━━━━━ Supplied material

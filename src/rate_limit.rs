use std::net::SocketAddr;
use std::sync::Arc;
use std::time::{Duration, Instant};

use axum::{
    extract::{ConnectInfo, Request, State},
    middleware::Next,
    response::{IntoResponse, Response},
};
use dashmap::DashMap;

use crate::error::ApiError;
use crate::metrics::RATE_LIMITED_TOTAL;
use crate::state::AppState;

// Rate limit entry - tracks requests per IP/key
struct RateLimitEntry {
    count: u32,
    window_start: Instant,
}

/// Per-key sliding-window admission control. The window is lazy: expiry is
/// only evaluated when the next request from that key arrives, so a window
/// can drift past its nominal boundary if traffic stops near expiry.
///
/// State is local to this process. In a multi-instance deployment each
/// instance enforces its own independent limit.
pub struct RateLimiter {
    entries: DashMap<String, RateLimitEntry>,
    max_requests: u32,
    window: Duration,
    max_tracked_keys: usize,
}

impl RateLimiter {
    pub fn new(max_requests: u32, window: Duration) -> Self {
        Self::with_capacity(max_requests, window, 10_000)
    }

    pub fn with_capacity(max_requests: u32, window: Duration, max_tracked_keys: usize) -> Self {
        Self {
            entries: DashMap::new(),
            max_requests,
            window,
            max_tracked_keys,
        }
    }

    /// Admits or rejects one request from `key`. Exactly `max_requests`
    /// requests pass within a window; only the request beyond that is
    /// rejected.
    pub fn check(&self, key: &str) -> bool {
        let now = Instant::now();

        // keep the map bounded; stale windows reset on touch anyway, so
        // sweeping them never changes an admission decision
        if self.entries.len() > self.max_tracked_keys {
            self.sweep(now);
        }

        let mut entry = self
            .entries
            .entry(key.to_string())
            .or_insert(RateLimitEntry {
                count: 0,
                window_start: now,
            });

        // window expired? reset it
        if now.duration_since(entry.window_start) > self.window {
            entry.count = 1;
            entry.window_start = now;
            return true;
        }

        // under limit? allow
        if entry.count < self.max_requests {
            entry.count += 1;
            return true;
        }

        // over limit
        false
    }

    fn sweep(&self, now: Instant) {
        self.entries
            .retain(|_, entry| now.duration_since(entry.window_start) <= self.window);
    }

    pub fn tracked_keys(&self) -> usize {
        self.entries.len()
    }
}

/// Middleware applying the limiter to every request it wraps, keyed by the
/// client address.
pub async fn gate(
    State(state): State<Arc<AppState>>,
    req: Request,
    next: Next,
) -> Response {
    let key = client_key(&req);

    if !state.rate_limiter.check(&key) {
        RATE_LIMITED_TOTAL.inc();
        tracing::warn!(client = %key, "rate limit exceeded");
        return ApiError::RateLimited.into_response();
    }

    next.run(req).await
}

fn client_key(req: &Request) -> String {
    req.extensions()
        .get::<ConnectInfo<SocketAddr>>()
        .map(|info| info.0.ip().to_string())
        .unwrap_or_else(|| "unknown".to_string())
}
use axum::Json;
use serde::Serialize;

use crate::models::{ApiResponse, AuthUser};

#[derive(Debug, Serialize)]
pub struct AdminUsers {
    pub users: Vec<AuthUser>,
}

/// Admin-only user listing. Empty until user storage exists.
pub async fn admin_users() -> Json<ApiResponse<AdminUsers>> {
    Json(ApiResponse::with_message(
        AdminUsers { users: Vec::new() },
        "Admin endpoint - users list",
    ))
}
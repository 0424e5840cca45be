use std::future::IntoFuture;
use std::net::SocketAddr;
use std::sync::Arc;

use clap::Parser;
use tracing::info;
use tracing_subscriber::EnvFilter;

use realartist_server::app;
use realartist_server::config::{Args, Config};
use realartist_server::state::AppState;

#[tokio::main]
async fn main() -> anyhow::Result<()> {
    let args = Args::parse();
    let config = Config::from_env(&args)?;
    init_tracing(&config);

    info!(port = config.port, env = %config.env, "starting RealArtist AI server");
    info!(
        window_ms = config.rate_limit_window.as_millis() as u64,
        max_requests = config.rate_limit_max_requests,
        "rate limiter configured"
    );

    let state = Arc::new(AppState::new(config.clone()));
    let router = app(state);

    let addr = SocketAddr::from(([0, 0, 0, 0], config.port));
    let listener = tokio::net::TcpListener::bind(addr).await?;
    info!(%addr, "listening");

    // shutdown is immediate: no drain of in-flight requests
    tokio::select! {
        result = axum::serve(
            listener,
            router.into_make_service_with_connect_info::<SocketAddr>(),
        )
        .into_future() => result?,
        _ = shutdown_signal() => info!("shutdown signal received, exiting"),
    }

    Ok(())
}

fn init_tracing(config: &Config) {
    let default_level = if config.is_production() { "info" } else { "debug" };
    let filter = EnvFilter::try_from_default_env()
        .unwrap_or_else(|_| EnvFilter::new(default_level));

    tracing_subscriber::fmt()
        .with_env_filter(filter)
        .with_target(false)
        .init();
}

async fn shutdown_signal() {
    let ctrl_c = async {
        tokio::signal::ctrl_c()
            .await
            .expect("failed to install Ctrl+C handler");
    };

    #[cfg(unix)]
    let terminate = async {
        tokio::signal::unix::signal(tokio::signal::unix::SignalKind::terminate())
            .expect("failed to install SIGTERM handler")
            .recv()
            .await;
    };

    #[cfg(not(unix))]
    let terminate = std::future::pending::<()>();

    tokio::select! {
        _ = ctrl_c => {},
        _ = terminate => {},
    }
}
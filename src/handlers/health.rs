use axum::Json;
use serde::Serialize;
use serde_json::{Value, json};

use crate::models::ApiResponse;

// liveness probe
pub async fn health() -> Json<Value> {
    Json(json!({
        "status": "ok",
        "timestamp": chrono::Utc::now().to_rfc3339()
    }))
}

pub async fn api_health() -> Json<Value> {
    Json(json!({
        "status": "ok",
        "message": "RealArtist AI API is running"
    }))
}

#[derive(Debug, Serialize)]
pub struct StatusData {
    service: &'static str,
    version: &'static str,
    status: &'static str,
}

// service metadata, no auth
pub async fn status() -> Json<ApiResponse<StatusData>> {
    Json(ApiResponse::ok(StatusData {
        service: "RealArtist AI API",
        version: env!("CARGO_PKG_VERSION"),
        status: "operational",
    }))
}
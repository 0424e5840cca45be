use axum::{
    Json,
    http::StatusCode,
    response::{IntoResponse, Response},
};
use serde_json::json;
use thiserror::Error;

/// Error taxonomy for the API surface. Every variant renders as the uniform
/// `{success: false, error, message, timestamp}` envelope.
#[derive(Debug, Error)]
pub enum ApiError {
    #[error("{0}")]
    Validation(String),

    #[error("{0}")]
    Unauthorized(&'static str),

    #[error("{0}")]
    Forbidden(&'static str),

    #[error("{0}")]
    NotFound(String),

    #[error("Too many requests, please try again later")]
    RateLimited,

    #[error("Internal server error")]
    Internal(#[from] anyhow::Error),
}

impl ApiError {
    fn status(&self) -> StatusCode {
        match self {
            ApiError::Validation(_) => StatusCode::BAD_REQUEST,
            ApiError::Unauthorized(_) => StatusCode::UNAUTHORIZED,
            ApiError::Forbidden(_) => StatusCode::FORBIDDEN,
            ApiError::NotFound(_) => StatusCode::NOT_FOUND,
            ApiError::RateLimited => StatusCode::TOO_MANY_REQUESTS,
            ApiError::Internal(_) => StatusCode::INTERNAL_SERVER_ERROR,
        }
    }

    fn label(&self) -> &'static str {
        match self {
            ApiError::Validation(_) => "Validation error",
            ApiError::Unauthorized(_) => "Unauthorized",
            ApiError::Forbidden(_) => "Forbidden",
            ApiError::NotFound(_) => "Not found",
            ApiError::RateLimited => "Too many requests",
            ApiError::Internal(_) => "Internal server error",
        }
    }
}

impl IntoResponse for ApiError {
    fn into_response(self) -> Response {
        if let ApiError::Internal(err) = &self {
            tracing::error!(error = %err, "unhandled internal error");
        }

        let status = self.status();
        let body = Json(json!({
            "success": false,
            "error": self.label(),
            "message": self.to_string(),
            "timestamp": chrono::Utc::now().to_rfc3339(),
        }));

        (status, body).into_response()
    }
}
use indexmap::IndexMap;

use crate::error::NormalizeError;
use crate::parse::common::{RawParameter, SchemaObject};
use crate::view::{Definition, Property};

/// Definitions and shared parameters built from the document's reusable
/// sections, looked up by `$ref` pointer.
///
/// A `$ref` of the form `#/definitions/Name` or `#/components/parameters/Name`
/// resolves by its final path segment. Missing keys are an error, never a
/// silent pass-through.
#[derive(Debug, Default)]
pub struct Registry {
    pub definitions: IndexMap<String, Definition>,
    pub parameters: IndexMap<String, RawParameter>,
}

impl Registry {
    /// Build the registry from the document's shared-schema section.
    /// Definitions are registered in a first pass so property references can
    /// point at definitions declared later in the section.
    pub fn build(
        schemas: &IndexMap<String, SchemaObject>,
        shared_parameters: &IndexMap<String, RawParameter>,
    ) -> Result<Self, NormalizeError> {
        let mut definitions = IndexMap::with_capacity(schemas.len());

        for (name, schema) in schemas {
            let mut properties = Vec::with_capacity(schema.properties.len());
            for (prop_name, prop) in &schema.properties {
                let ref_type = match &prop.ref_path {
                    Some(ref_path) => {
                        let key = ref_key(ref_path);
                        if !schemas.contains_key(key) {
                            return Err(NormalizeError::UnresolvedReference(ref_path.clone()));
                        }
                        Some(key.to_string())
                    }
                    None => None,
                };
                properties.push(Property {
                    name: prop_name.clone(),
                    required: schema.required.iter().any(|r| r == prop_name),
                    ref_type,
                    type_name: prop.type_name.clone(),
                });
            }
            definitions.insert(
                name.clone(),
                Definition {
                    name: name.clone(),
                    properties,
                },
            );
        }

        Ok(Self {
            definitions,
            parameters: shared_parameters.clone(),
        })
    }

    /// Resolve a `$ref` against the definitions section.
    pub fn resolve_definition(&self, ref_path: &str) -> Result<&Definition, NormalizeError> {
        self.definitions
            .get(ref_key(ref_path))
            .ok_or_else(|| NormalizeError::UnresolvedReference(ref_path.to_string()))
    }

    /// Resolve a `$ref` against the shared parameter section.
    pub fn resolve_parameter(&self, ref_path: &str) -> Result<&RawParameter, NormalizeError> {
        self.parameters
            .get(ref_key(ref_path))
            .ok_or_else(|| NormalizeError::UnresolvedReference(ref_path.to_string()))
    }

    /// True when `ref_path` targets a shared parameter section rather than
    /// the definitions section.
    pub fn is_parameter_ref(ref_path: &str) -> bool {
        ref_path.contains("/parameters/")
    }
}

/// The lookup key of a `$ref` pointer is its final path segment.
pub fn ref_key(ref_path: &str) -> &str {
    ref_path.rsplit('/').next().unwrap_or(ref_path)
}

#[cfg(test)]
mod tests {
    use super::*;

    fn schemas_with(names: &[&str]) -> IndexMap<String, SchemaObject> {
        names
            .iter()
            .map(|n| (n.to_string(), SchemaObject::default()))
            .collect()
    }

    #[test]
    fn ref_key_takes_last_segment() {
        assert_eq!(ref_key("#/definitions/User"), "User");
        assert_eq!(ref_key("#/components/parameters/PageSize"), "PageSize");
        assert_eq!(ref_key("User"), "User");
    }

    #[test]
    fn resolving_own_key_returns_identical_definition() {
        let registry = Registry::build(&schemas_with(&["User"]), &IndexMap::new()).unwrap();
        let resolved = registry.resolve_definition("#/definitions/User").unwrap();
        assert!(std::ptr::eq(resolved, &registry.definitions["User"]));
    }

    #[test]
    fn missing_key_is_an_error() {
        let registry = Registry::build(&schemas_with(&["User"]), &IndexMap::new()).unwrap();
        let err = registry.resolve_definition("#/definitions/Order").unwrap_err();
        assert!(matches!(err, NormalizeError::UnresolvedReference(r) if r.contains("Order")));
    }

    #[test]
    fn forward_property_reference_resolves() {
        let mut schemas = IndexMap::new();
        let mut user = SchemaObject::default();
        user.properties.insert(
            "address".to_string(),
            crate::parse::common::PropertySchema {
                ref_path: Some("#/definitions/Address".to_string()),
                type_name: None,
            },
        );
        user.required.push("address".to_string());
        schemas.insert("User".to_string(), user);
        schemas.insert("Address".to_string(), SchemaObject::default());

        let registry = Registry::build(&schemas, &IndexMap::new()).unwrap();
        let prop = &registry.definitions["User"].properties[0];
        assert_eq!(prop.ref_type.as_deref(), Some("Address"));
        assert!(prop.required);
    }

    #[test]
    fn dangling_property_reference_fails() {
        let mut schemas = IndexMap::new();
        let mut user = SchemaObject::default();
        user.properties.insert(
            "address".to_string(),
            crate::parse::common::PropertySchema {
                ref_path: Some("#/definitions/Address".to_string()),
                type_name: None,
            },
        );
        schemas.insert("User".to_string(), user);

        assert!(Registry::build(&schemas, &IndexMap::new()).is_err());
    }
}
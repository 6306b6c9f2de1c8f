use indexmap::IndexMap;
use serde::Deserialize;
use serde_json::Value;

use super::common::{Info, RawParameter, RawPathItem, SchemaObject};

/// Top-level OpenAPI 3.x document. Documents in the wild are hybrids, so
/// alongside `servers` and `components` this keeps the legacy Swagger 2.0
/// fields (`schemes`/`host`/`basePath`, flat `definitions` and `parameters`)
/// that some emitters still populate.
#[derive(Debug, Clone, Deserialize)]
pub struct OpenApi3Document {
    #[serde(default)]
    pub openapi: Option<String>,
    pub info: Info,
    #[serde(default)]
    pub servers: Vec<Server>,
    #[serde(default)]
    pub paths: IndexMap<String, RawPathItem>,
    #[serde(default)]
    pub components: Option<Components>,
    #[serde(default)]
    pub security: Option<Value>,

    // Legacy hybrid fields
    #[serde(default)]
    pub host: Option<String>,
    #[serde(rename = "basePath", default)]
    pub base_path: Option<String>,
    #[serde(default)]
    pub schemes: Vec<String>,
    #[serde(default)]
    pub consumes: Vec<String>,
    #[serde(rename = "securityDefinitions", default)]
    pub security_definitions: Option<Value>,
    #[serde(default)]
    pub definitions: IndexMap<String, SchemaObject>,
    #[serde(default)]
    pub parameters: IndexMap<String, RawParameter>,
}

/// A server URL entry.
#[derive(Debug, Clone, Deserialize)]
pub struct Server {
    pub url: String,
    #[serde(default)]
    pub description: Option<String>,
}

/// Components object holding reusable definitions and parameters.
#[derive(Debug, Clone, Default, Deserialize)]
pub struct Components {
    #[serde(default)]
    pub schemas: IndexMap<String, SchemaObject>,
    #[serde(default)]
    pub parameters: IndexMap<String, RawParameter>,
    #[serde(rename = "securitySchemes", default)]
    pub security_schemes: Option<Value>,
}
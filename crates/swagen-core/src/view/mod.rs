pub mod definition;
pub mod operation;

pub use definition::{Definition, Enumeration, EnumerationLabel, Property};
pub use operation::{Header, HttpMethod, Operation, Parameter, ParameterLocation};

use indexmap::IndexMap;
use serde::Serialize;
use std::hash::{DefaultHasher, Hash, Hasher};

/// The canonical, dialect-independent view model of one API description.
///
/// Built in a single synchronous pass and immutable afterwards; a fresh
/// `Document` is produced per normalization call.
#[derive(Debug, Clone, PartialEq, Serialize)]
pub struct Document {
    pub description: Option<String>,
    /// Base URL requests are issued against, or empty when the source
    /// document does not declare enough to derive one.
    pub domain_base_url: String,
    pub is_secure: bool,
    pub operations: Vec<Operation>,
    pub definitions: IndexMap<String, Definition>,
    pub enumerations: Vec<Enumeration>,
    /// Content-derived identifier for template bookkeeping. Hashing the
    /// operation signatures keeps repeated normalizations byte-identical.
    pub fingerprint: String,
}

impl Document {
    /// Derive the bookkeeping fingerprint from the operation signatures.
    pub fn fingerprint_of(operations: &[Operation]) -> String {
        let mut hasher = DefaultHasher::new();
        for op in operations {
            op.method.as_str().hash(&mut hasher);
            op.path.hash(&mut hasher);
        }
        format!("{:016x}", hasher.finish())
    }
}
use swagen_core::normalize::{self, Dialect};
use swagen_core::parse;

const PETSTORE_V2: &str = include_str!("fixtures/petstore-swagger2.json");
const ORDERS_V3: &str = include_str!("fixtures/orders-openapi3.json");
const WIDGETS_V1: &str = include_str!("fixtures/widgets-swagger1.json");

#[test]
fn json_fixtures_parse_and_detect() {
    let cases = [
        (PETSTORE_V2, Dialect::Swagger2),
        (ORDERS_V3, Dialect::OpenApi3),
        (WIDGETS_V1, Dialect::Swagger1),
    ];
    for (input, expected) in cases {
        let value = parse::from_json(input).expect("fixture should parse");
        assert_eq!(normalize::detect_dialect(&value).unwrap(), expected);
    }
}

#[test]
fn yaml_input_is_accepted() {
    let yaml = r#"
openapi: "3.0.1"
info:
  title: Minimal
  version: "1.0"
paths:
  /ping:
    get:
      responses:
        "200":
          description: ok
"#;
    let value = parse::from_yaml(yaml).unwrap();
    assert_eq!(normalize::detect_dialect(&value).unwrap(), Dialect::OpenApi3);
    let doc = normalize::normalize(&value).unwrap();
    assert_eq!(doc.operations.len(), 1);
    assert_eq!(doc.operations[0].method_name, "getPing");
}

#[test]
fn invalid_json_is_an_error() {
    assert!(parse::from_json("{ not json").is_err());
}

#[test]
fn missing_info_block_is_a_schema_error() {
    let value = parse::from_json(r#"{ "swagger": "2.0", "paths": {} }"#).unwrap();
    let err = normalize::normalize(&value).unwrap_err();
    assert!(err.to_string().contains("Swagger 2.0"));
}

━━━━━━━━━━

» What you have to do
Nothing should appear in the answer except the lines above from the line with "document's shared-schema section." through the line with "let key = ref_key(ref_path);", both included, written out exactly.

» Answer to this task
    /// Build the registry from the document's shared-schema section.
    /// Definitions are registered in a first pass so property references can
    /// point at definitions declared later in the section.
    pub fn build(
        schemas: &IndexMap<String, SchemaObject>,
        shared_parameters: &IndexMap<String, RawParameter>,
    ) -> Result<Self, NormalizeError> {
        let mut definitions = IndexMap::with_capacity(schemas.len());

        for (name, schema) in schemas {
            let mut properties = Vec::with_capacity(schema.properties.len());
            for (prop_name, prop) in &schema.properties {
                let ref_type = match &prop.ref_path {
                    Some(ref_path) => {
                        let key = ref_key(ref_path);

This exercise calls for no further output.